Communication is the forgotten element of crisis risk management and without proper planning and preparation; any crisis can derail a business according to an American expert.
Bob Jenson, who has led US government communications after the Haiti earthquake, Deepwater Horizon oil spill and Hurricane Sandy, has over 30 years’ experience in crisis communication and believes that crisis communication is key for all businesses.
“In my work with national, state and local governments and the private sector, very few actually have adequate crisis communication planning. The result is that when a crisis or disaster happens, they are totally unprepared and lose precious hours, even days, trying to decide what to do.
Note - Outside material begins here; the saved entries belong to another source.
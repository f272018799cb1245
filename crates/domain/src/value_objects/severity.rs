//! Severity classes for persisted statuses.

use serde::{Deserialize, Serialize};

/// Display class for a status record. Consumers use this to pick the color
/// and urgency a status line renders with; the threshold tables in
/// [`crate::classification`] decide which class a weighted mean falls into.
#[derive(Debug, Clone, Copy, PartialEq, Eq, Hash, Serialize, Deserialize)]
#[serde(rename_all = "snake_case")]
pub enum Severity {
    Critical,
    Low,
    Guarded,
    Stable,
    Peak,
}

#[cfg(test)]
mod tests {
    use super::*;

    #[test]
    fn test_serializes_snake_case() {
        let json = serde_json::to_string(&Severity::Critical).expect("serializes");
        assert_eq!(json, "\"critical\"");
    }
}
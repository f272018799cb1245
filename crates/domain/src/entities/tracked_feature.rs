//! Tracked feature attribute record.

use serde::{Deserialize, Serialize};

use crate::error::DomainError;

/// A character feature flagged for limited-use tracking on the sheet.
///
/// Only the use counter matters to status computation. A feature that was
/// never granted uses (`max_uses == 0`) is skipped the same way a level-less
/// spell slot is.
#[derive(Debug, Clone, PartialEq, Eq, Serialize, Deserialize)]
#[serde(rename_all = "camelCase")]
pub struct TrackedFeature {
    name: String,
    max_uses: u32,
    used: u32,
}

impl TrackedFeature {
    /// Create a tracked feature row. `used` may not exceed `max_uses`.
    pub fn new(name: impl Into<String>, max_uses: u32, used: u32) -> Result<Self, DomainError> {
        if used > max_uses {
            return Err(DomainError::validation(format!(
                "used count ({used}) exceeds maximum uses ({max_uses})"
            )));
        }
        Ok(Self {
            name: name.into(),
            max_uses,
            used,
        })
    }

    pub fn name(&self) -> &str {
        &self.name
    }

    pub fn max_uses(&self) -> u32 {
        self.max_uses
    }

    pub fn used(&self) -> u32 {
        self.used
    }

    /// Fraction of uses still available, or 0 for a feature with no uses.
    pub fn remaining_fraction(&self) -> f64 {
        if self.max_uses == 0 {
            0.0
        } else {
            f64::from(self.max_uses - self.used) / f64::from(self.max_uses)
        }
    }
}

#[cfg(test)]
mod tests {
    use super::*;

    #[test]
    fn test_rejects_used_over_max() {
        assert!(TrackedFeature::new("Rage", 3, 4).is_err());
    }

    #[test]
    fn test_remaining_fraction() {
        let feature = TrackedFeature::new("Rage", 3, 1).expect("valid feature");
        assert_eq!(feature.remaining_fraction(), 2.0 / 3.0);
    }

    #[test]
    fn test_remaining_fraction_without_uses() {
        let feature = TrackedFeature::new("Darkvision", 0, 0).expect("valid feature");
        assert_eq!(feature.remaining_fraction(), 0.0);
    }
}
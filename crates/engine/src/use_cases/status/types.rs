//! Status recompute result types.

/// What a single recompute cycle did to the persisted record.
#[derive(Debug, Clone, Copy, PartialEq)]
pub enum RecomputeOutcome {
    /// The record was created or updated with the given weighted mean.
    Updated { value: f64 },
    /// The metric source was empty and an existing record was removed.
    Removed,
    /// The metric source was empty and no record existed.
    Unchanged,
}
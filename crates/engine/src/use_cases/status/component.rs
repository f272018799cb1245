//! The per-domain status component contract.

use async_trait::async_trait;

use statline_domain::{CharacterId, StatusDomain, ThresholdTable, WeightedMetric};

use super::error::StatusError;
use crate::infrastructure::event_bus::Topic;

/// One implementation per metric domain.
///
/// The trait carries only what varies between domains - which topics
/// trigger recomputation, how raw rows become weighted metrics, and which
/// severity bands apply. The subscribe/recompute lifecycle lives in
/// [`StatusRunner`](super::StatusRunner) and is implemented once.
#[cfg_attr(test, mockall::automock)]
#[async_trait]
pub trait StatusComponent: Send + Sync {
    /// The metric domain this component computes.
    fn domain(&self) -> StatusDomain;

    /// Data-changed topics that trigger recomputation.
    fn data_topics(&self) -> &'static [Topic];

    /// Read the character's current raw rows and map them to weighted
    /// metrics. Ineligible rows contribute neither value nor weight.
    async fn weighted_metrics(
        &self,
        character_id: CharacterId,
    ) -> Result<Vec<WeightedMetric>, StatusError>;

    /// The domain's severity band table.
    fn thresholds(&self) -> &ThresholdTable;
}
By then their businesses and reputations are damaged and public confidence is lost,” Jenson said.
Jenson is touring Australia in a series of events organised by the Risk Management Institution of Australia (RMIA) and will be speaking in Sydney, Canberra, Melbourne Adelaide, Perth and Brisbane.
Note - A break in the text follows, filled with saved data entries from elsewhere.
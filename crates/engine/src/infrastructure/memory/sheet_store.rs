//! In-memory character-sheet attribute store.
//!
//! Stands in for the external data collaborators that own spell slot and
//! tracked-feature records. Mutators only write; whoever mutates is expected
//! to publish the matching data-changed topic afterwards (see
//! [`crate::app::App`]). There is no self-notification on mutation.

use async_trait::async_trait;
use dashmap::DashMap;

use statline_domain::{CharacterId, SpellSlot, TrackedFeature};

use crate::infrastructure::ports::{RepoError, SpellSlotRepo, TrackedFeatureRepo};

/// In-memory per-character attribute rows.
pub struct MemorySheetStore {
    spell_slots: DashMap<CharacterId, Vec<SpellSlot>>,
    tracked_features: DashMap<CharacterId, Vec<TrackedFeature>>,
}

impl MemorySheetStore {
    pub fn new() -> Self {
        Self {
            spell_slots: DashMap::new(),
            tracked_features: DashMap::new(),
        }
    }

    /// Replace a character's spell slot rows.
    pub fn set_spell_slots(&self, character_id: CharacterId, slots: Vec<SpellSlot>) {
        self.spell_slots.insert(character_id, slots);
    }

    /// Replace a character's tracked feature rows.
    pub fn set_tracked_features(&self, character_id: CharacterId, features: Vec<TrackedFeature>) {
        self.tracked_features.insert(character_id, features);
    }
}

impl Default for MemorySheetStore {
    fn default() -> Self {
        Self::new()
    }
}

#[async_trait]
impl SpellSlotRepo for MemorySheetStore {
    async fn list(&self, character_id: CharacterId) -> Result<Vec<SpellSlot>, RepoError> {
        Ok(self
            .spell_slots
            .get(&character_id)
            .map(|slots| slots.clone())
            .unwrap_or_default())
    }
}

#[async_trait]
impl TrackedFeatureRepo for MemorySheetStore {
    async fn list_tracked(
        &self,
        character_id: CharacterId,
    ) -> Result<Vec<TrackedFeature>, RepoError> {
        Ok(self
            .tracked_features
            .get(&character_id)
            .map(|features| features.clone())
            .unwrap_or_default())
    }
}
Cyber security has evolved into one of the biggest potential risk for businesses and the lackadaisical approach that many organisations take toward crisis planning leaves them open to disaster.
“Most companies are woefully unprepared.”
“I highly recommend companies get a reputable company to help them out. Even if they pay $100,000 now for training and preparing plans to deal with crises, it can save millions of dollars later, should an incident occur that could spur law suits, lost reputations and lost business.”
Jenson’s tour of Australia begins on February 26 in Sydney.